Bout, a former Soviet Air Force officer, is accused of conspiring to sell thousands of military-grade weapons, including surface-to-air-missiles, that he believed would be used to kill American pilots in Colombia.
At Bout’s trial in New York, Andrew Smulian, a former friend and business partner, testified that Bout was eager to participate in a multi-million-dollar deal with confidential U.S. informants posing as Colombian rebels from the Revolutionary Armed Forces of Colombia, known as FARC, a group listed by the U.S. as a terrorist organization.
Earlier, Carlos Sagastume, one of the confidential informants, testified that Bout seemed “excited” as he talked about a video showing FARC rebels with pipe bombs. In a tape of the secretly recorded meeting in Bangkok played for the jury, Bout is heard exclaiming, “Genius, genius, genius!” Bout’s voice is also heard stating that he had been fighting the U.S. for “10 to 15 years.” "It's not business, it's my fight,” he said.
Bout's weapons dealing, which arms investigators say inflamed conflicts in Africa in the 1990s, led to a U.N. resolution in 2004 asking member-nations to refuse Bout transit and to freeze a reported $6 billion in assets.
Taimur Rabbani, a legal fellow with Human Rights First, is monitoring the trial.
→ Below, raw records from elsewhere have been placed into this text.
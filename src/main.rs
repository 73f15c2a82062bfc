use std::process::ExitCode;
use std::sync::Arc;
use std::sync::atomic::AtomicBool;

use clap::Parser;
use signal_hook::consts::{SIGINT, SIGTERM};
use tracing::{error, info};

use argonaut::argocd::ArgoClient;
use argonaut::config::Cli;

fn main() -> ExitCode {
    let config = match Cli::parse().into_config() {
        Ok(c) => c,
        Err(e) => {
            eprintln!("argonaut: {}", e);
            return ExitCode::from(2);
        }
    };

    let _log_guard = match argonaut::logging::init(&config.log_file, &config.log_level) {
        Ok(guard) => guard,
        Err(e) => {
            eprintln!("argonaut: {}", e);
            return ExitCode::from(2);
        }
    };
    info!(server = %config.server, projects = ?config.projects, "starting");

    let client = match ArgoClient::new(config.client_options()) {
        Ok(c) => c,
        Err(e) => {
            error!(error = %e, "cannot build API client");
            eprintln!("argonaut: {}", e);
            return ExitCode::FAILURE;
        }
    };

    let should_quit = Arc::new(AtomicBool::new(false));
    for signal in [SIGINT, SIGTERM] {
        if let Err(e) = signal_hook::flag::register(signal, Arc::clone(&should_quit)) {
            eprintln!("argonaut: cannot install signal handler: {}", e);
            return ExitCode::FAILURE;
        }
    }

    let default_hook = std::panic::take_hook();
    std::panic::set_hook(Box::new(move |info| {
        argonaut::app::restore_terminal();
        default_hook(info);
    }));

    match argonaut::app::run(Arc::new(client), config.sync_options(), config.sort, should_quit) {
        Ok(()) => ExitCode::SUCCESS,
        Err(e) => {
            argonaut::app::restore_terminal();
            error!(error = %e, "terminal error");
            eprintln!("argonaut: {}", e);
            ExitCode::FAILURE
        }
    }
}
He says Viktor Bout is only one of many “enablers” of mass atrocities.
“Viktor Bout only represents the tip of the iceberg," said Rabbani. "There’s others out there. And we need a coordinated approach, we need to strengthen the ability for U.S. intelligence to target not only the perpetrators of mass atrocities, but also the enablers of mass atrocities, people that significantly worsen existing crises by shipping weapons, allowing funds to flow into places facing sanctions.”
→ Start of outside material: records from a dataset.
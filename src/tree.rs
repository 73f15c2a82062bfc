use std::collections::HashMap;
use std::sync::Arc;

use crate::model::{HealthStatus, ResourceNode, ResourceStatus, SyncStatus};

/// Kind of the node that represents the application itself.
pub const APPLICATION_KIND: &str = "Application";

/// Health and sync shown on the synthetic root.
#[derive(Clone, Copy, Debug, Default, PartialEq, Eq)]
pub struct RootMeta {
    pub health: Option<HealthStatus>,
    pub sync: Option<SyncStatus>,
}

/// Resource hierarchy of one application.
///
/// Nodes live in a flat arena; edges are arena indices resolved once at build
/// time. The application itself is the implicit root: `roots()` lists its
/// children and `parent()` returns `None` for them.
#[derive(Clone, Debug, Default)]
pub struct ResourceTree {
    app_name: String,
    meta: RootMeta,
    nodes: Vec<ResourceNode>,
    parent: Vec<Option<usize>>,
    children: Vec<Vec<usize>>,
    roots: Vec<usize>,
    by_id: HashMap<String, usize>,
}

/// Whether `node` is the upstream report of the application itself.
pub fn is_self_node(app_name: &str, node: &ResourceNode) -> bool {
    node.kind == APPLICATION_KIND && node.name == app_name
}

/// Resolve each node's parent to an arena index. A node whose references are
/// all absent, or only point at itself, hangs off the synthetic root.
pub fn resolve_parents(nodes: &[ResourceNode], by_id: &HashMap<String, usize>) -> Vec<Option<usize>> {
    nodes
        .iter()
        .enumerate()
        .map(|(idx, node)| {
            node.parents
                .iter()
                .filter_map(|pid| by_id.get(pid).copied())
                .find(|&p| p != idx)
        })
        .collect()
}

/// Detach nodes whose parent chain never reaches the synthetic root (cycles).
/// Returns the number of nodes re-attached.
pub fn break_cycles(parent: &mut [Option<usize>]) -> usize {
    let n = parent.len();
    // 0 = unvisited, 1 = on the current walk, 2 = known to reach the root
    let mut state = vec![0u8; n];
    let mut reattached = 0;

    for start in 0..n {
        let mut walk = Vec::new();
        let mut cur = Some(start);
        while let Some(idx) = cur {
            match state[idx] {
                2 => break,
                1 => {
                    parent[idx] = None;
                    reattached += 1;
                    break;
                }
                _ => {
                    state[idx] = 1;
                    walk.push(idx);
                    cur = parent[idx];
                }
            }
        }
        for idx in walk {
            state[idx] = 2;
        }
    }
    reattached
}

impl ResourceTree {
    /// Build the tree for `app_name` from a flat node list.
    pub fn build(app_name: &str, nodes: Vec<ResourceNode>) -> Self {
        let mut kept: Vec<ResourceNode> = Vec::with_capacity(nodes.len());
        let mut by_id: HashMap<String, usize> = HashMap::with_capacity(nodes.len());

        for node in nodes {
            if is_self_node(app_name, &node) || by_id.contains_key(&node.id) {
                continue;
            }
            by_id.insert(node.id.clone(), kept.len());
            kept.push(node);
        }

        let mut parent = resolve_parents(&kept, &by_id);
        let reattached = break_cycles(&mut parent);
        if reattached > 0 {
            tracing::warn!(app = %app_name, reattached, "resource tree has parent cycles");
        }

        let mut children = vec![Vec::new(); kept.len()];
        let mut roots = Vec::new();
        for (idx, p) in parent.iter().enumerate() {
            match p {
                Some(p) => children[*p].push(idx),
                None => roots.push(idx),
            }
        }

        Self {
            app_name: app_name.to_string(),
            meta: RootMeta::default(),
            nodes: kept,
            parent,
            children,
            roots,
            by_id,
        }
    }

    pub fn app_name(&self) -> &str {
        &self.app_name
    }

    pub fn meta(&self) -> RootMeta {
        self.meta
    }

    pub fn set_app_meta(&mut self, health: Option<HealthStatus>, sync: Option<SyncStatus>) {
        self.meta = RootMeta { health, sync };
    }

    /// Children of the synthetic root.
    pub fn roots(&self) -> &[usize] {
        &self.roots
    }

    pub fn children(&self, idx: usize) -> &[usize] {
        self.children.get(idx).map(Vec::as_slice).unwrap_or(&[])
    }

    /// Arena index of the parent, `None` for children of the synthetic root.
    pub fn parent(&self, idx: usize) -> Option<usize> {
        self.parent.get(idx).copied().flatten()
    }

    pub fn node(&self, idx: usize) -> &ResourceNode {
        &self.nodes[idx]
    }

    pub fn nodes(&self) -> &[ResourceNode] {
        &self.nodes
    }

    pub fn find(&self, id: &str) -> Option<usize> {
        self.by_id.get(id).copied()
    }

    pub fn len(&self) -> usize {
        self.nodes.len()
    }

    pub fn is_empty(&self) -> bool {
        self.nodes.is_empty()
    }

    /// Patch sync state by (group, kind, namespace, name). Structure is
    /// untouched; entries with no matching node are ignored. Returns the number
    /// of nodes patched.
    pub fn set_resource_statuses(&mut self, statuses: &[ResourceStatus]) -> usize {
        let mut patched = 0;
        for status in statuses {
            for node in self.nodes.iter_mut() {
                if node.matches_key(&status.group, &status.kind, &status.namespace, &status.name) {
                    node.sync = Some(status.sync);
                    patched += 1;
                }
            }
        }
        patched
    }
}

/// All resource trees currently held, keyed by application name. Trees are
/// shared copy-on-write so a published snapshot never sees a later patch.
#[derive(Clone, Debug, Default)]
pub struct ResourceForest {
    trees: HashMap<String, Arc<ResourceTree>>,
}

impl ResourceForest {
    pub fn new() -> Self {
        Self::default()
    }

    /// Replace the tree of `app_name`. Root meta carries over from the
    /// previous tree.
    pub fn upsert(&mut self, app_name: &str, nodes: Vec<ResourceNode>) {
        let mut tree = ResourceTree::build(app_name, nodes);
        if let Some(old) = self.trees.get(app_name) {
            tree.meta = old.meta;
        }
        self.trees.insert(app_name.to_string(), Arc::new(tree));
    }

    /// Patch node sync state within `app_name` only.
    pub fn set_resource_statuses(&mut self, app_name: &str, statuses: &[ResourceStatus]) -> usize {
        match self.trees.get_mut(app_name) {
            Some(tree) => Arc::make_mut(tree).set_resource_statuses(statuses),
            None => 0,
        }
    }

    pub fn set_app_meta(&mut self, app_name: &str, health: Option<HealthStatus>, sync: Option<SyncStatus>) {
        if let Some(tree) = self.trees.get_mut(app_name) {
            if tree.meta != (RootMeta { health, sync }) {
                Arc::make_mut(tree).set_app_meta(health, sync);
            }
        }
    }

    pub fn remove(&mut self, app_name: &str) -> bool {
        self.trees.remove(app_name).is_some()
    }

    /// Drop every tree whose application fails `keep`. Returns the dropped names.
    pub fn retain_apps<F>(&mut self, mut keep: F) -> Vec<String>
    where
        F: FnMut(&str) -> bool,
    {
        let mut dropped = Vec::new();
        self.trees.retain(|name, _| {
            let kept = keep(name);
            if !kept {
                dropped.push(name.clone());
            }
            kept
        });
        dropped.sort();
        dropped
    }

    pub fn get(&self, app_name: &str) -> Option<&ResourceTree> {
        self.trees.get(app_name).map(Arc::as_ref)
    }

    pub fn contains(&self, app_name: &str) -> bool {
        self.trees.contains_key(app_name)
    }

    pub fn len(&self) -> usize {
        self.trees.len()
    }

    pub fn is_empty(&self) -> bool {
        self.trees.is_empty()
    }
}

#[cfg(test)]
mod tests {
    use super::*;

    fn deployment_tree() -> Vec<ResourceNode> {
        vec![
            ResourceNode::new("app-uid", "Application", "guestbook").with_namespace("argocd"),
            ResourceNode::new("dep", "Deployment", "web")
                .with_group("apps")
                .with_namespace("default"),
            ResourceNode::new("rs", "ReplicaSet", "web-123")
                .with_group("apps")
                .with_namespace("default")
                .with_parent("dep"),
            ResourceNode::new("pod", "Pod", "web-123-x")
                .with_namespace("default")
                .with_parent("rs"),
        ]
    }

    #[test]
    fn self_application_node_is_suppressed() {
        let tree = ResourceTree::build("guestbook", deployment_tree());
        assert_eq!(tree.len(), 3);
        assert!(tree.find("app-uid").is_none());
        assert!(tree.nodes().iter().all(|n| n.kind != "Application"));
    }

    #[test]
    fn differently_named_application_is_kept() {
        let mut nodes = deployment_tree();
        nodes.push(ResourceNode::new("child", "Application", "guestbook-child").with_namespace("argocd"));
        let tree = ResourceTree::build("guestbook", nodes);
        let child = tree.find("child").expect("child app kept");
        assert!(tree.roots().contains(&child));
    }

    #[test]
    fn parents_link_and_siblings_group() {
        let tree = ResourceTree::build("guestbook", deployment_tree());
        let dep = tree.find("dep").unwrap();
        let rs = tree.find("rs").unwrap();
        let pod = tree.find("pod").unwrap();
        assert_eq!(tree.roots(), [dep]);
        assert_eq!(tree.children(dep), [rs]);
        assert_eq!(tree.children(rs), [pod]);
        assert_eq!(tree.parent(pod), Some(rs));
        assert_eq!(tree.parent(dep), None);
    }

    #[test]
    fn dangling_parent_attaches_to_root() {
        let nodes = vec![
            ResourceNode::new("cm", "ConfigMap", "settings").with_parent("gone"),
            ResourceNode::new("svc", "Service", "web"),
        ];
        let tree = ResourceTree::build("app", nodes);
        assert_eq!(tree.roots().len(), 2);
    }

    #[test]
    fn parent_pointing_at_self_application_attaches_to_root() {
        let nodes = vec![
            ResourceNode::new("self", "Application", "app"),
            ResourceNode::new("svc", "Service", "web").with_parent("self"),
        ];
        let tree = ResourceTree::build("app", nodes);
        assert_eq!(tree.roots(), [tree.find("svc").unwrap()]);
    }

    #[test]
    fn first_resolvable_parent_wins() {
        let nodes = vec![
            ResourceNode::new("a", "Deployment", "a"),
            ResourceNode::new("b", "Deployment", "b"),
            ResourceNode::new("c", "Pod", "c").with_parent("missing").with_parent("b").with_parent("a"),
        ];
        let tree = ResourceTree::build("app", nodes);
        assert_eq!(tree.parent(tree.find("c").unwrap()), tree.find("b"));
    }

    #[test]
    fn cycles_are_broken_onto_root() {
        let nodes = vec![
            ResourceNode::new("a", "X", "a").with_parent("b"),
            ResourceNode::new("b", "X", "b").with_parent("a"),
            ResourceNode::new("c", "X", "c").with_parent("c"),
        ];
        let tree = ResourceTree::build("app", nodes);
        // Every node is reachable from the root.
        let mut seen = 0;
        let mut stack: Vec<usize> = tree.roots().to_vec();
        while let Some(idx) = stack.pop() {
            seen += 1;
            stack.extend_from_slice(tree.children(idx));
        }
        assert_eq!(seen, 3);
    }

    #[test]
    fn break_cycles_leaves_acyclic_chains_alone() {
        let mut parent = vec![None, Some(0), Some(1)];
        assert_eq!(break_cycles(&mut parent), 0);
        assert_eq!(parent, vec![None, Some(0), Some(1)]);
    }

    #[test]
    fn duplicate_ids_keep_first() {
        let nodes = vec![
            ResourceNode::new("x", "Service", "first"),
            ResourceNode::new("x", "Service", "second"),
        ];
        let tree = ResourceTree::build("app", nodes);
        assert_eq!(tree.len(), 1);
        assert_eq!(tree.node(0).name, "first");
    }

    #[test]
    fn statuses_patch_matching_nodes_only() {
        let mut tree = ResourceTree::build("guestbook", deployment_tree());
        let patched = tree.set_resource_statuses(&[
            ResourceStatus {
                group: "apps".into(),
                kind: "Deployment".into(),
                namespace: "default".into(),
                name: "web".into(),
                sync: SyncStatus::OutOfSync,
            },
            ResourceStatus {
                group: "".into(),
                kind: "Event".into(),
                namespace: "default".into(),
                name: "untracked".into(),
                sync: SyncStatus::Synced,
            },
        ]);
        assert_eq!(patched, 1);
        let dep = tree.find("dep").unwrap();
        assert_eq!(tree.node(dep).sync, Some(SyncStatus::OutOfSync));
        let pod = tree.find("pod").unwrap();
        assert_eq!(tree.node(pod).sync, None);
        assert_eq!(tree.roots(), [dep]);
    }

    #[test]
    fn forest_patches_are_scoped_to_one_app() {
        let web = || {
            vec![ResourceNode::new("uid", "Deployment", "web")
                .with_group("apps")
                .with_namespace("default")]
        };
        let mut forest = ResourceForest::new();
        forest.upsert("A", web());
        forest.upsert("B", web());

        let status = ResourceStatus {
            group: "apps".into(),
            kind: "Deployment".into(),
            namespace: "default".into(),
            name: "web".into(),
            sync: SyncStatus::OutOfSync,
        };
        assert_eq!(forest.set_resource_statuses("A", &[status]), 1);

        assert_eq!(forest.get("A").unwrap().node(0).sync, Some(SyncStatus::OutOfSync));
        assert_eq!(forest.get("B").unwrap().node(0).sync, None);
    }

    #[test]
    fn forest_copy_on_write_keeps_old_snapshot() {
        let mut forest = ResourceForest::new();
        forest.upsert("A", vec![ResourceNode::new("uid", "Service", "web")]);
        let published = forest.clone();

        let status = ResourceStatus {
            kind: "Service".into(),
            name: "web".into(),
            sync: SyncStatus::Synced,
            ..Default::default()
        };
        forest.set_resource_statuses("A", &[status]);

        assert_eq!(published.get("A").unwrap().node(0).sync, None);
        assert_eq!(forest.get("A").unwrap().node(0).sync, Some(SyncStatus::Synced));
    }

    #[test]
    fn forest_upsert_keeps_root_meta() {
        let mut forest = ResourceForest::new();
        forest.upsert("A", vec![]);
        forest.set_app_meta("A", Some(HealthStatus::Degraded), Some(SyncStatus::OutOfSync));
        forest.upsert("A", vec![ResourceNode::new("uid", "Service", "web")]);
        let meta = forest.get("A").unwrap().meta();
        assert_eq!(meta.health, Some(HealthStatus::Degraded));
        assert!(forest.remove("A"));
        assert!(forest.is_empty());
    }
}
Bout and Andrew Smulian were arrested together in Thailand in 2008 as they met with the fake Colombian rebels. Smulian said he chose to plead guilty and to cooperate with U.S. prosecutors in the hope of being spared life in prison.
Defense attorney Albert Dayan attacked the credibility of both Smulian and Sagastume, suggesting they had major incentives to testify against Bout - a likely lesser prison term for Smulian, and for Sagastume, $200,000 in payments so far. The jury also heard that Sagastume was paid $7 million for his work for the U.S. in an earlier case.
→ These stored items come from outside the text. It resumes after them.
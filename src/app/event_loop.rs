use tracing::debug;

use crate::model::AppView;
use crate::view::TreeView;

use super::App;

impl App {
    /// Pick up new snapshots, bootstrap results and finished actions.
    pub fn poll_sync(&mut self) -> bool {
        let mut changed = false;
        if let Some(msg) = self.sync.poll_action() {
            self.status_message = Some(msg);
            changed = true;
        }
        if self.sync.poll() {
            self.refresh();
            changed = true;
        }
        changed
    }

    /// Forward view changes to the sync engine: project scope and which
    /// resource tree to follow.
    pub fn track_view_change(&mut self) -> bool {
        if self.nav.view == self.prev_view {
            return false;
        }
        debug!(from = ?self.prev_view, to = ?self.nav.view, "view changed");

        match &self.nav.view {
            AppView::Tree(name) => {
                let name = name.clone();
                self.sync.open_tree(&name);
                self.tree_view = TreeView::new(self.tree_view.sort());
            }
            _ => self.sync.close_tree(),
        }
        self.sync.set_projects(&self.nav.scope.projects);

        self.selection.clear();
        self.search = None;
        self.prev_view = self.nav.view.clone();
        self.refresh();
        true
    }
}
use std::io::{self, Write};

use crossterm::{execute, style::Print};

/// Where yanked text goes.
pub trait Clipboard: Send {
    fn set(&mut self, contents: &str) -> io::Result<()>;
}

/// Copies through the terminal with an OSC 52 escape, so it also works over
/// ssh. Terminals that ignore OSC 52 drop the text silently.
pub struct TerminalClipboard<W: Write + Send> {
    out: W,
}

impl TerminalClipboard<io::Stdout> {
    pub fn stdout() -> Self {
        Self { out: io::stdout() }
    }
}

impl<W: Write + Send> TerminalClipboard<W> {
    pub fn new(out: W) -> Self {
        Self { out }
    }
}

impl<W: Write + Send> Clipboard for TerminalClipboard<W> {
    fn set(&mut self, contents: &str) -> io::Result<()> {
        execute!(self.out, Print(osc52_sequence(contents)))
    }
}

fn osc52_sequence(text: &str) -> String {
    use base64::engine::general_purpose::STANDARD;
    use base64::Engine as _;

    let encoded = STANDARD.encode(text.as_bytes());
    format!("\x1b]52;c;{encoded}\x1b\\")
}

#[cfg(test)]
mod tests {
    use super::*;

    #[test]
    fn sequence_wraps_base64_text() {
        assert_eq!(osc52_sequence("hi"), "\x1b]52;c;aGk=\x1b\\");
        assert_eq!(osc52_sequence(""), "\x1b]52;c;\x1b\\");
    }

    #[test]
    fn terminal_clipboard_writes_the_escape() {
        let mut clipboard = TerminalClipboard::new(Vec::new());
        clipboard.set("web-5f").unwrap();
        let written = String::from_utf8(clipboard.out).unwrap();
        assert_eq!(written, "\x1b]52;c;d2ViLTVm\x1b\\");
    }
}
/// Truncate a string to at most `max_len` characters (not bytes), appending "..."
/// if truncated. Safe for multi-byte UTF-8.
pub fn truncate_str(s: &str, max_len: usize) -> String {
    let char_count = s.chars().count();
    if char_count <= max_len {
        s.to_string()
    } else {
        let keep = max_len.saturating_sub(3);
        let truncated: String = s.chars().take(keep).collect();
        format!("{}...", truncated)
    }
}

/// Pad with spaces to `width` characters, truncating longer strings.
pub fn fit(s: &str, width: usize) -> String {
    let t = truncate_str(s, width);
    let pad = width.saturating_sub(t.chars().count());
    format!("{}{}", t, " ".repeat(pad))
}

/// First and one-past-last row of a `height`-row window over `len` rows that
/// keeps `selected` visible, scrolling as little as possible.
pub fn visible_window(selected: usize, len: usize, height: usize) -> (usize, usize) {
    if height == 0 || len == 0 {
        return (0, 0);
    }
    if len <= height {
        return (0, len);
    }
    let selected = selected.min(len - 1);
    let start = selected.saturating_sub(height - 1).min(len - height);
    // centre the selection unless that runs past the end
    let start = start.max(selected.saturating_sub(height / 2)).min(len - height);
    (start, start + height)
}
The final witnesses include a former pilot for Bout’s African operations, James Roberts. He testified that during a week-long assignment in East Africa in 1998, he saw ongoing loading of military-grade weapons onto a fleet of Bout’s cargo planes.
Bout faces life in prison if convicted. His lawyer contends that Bout was never a weapons dealer, only a transporter, and gave up his international air-cargo businesses after sanctions confined him largely to Russia.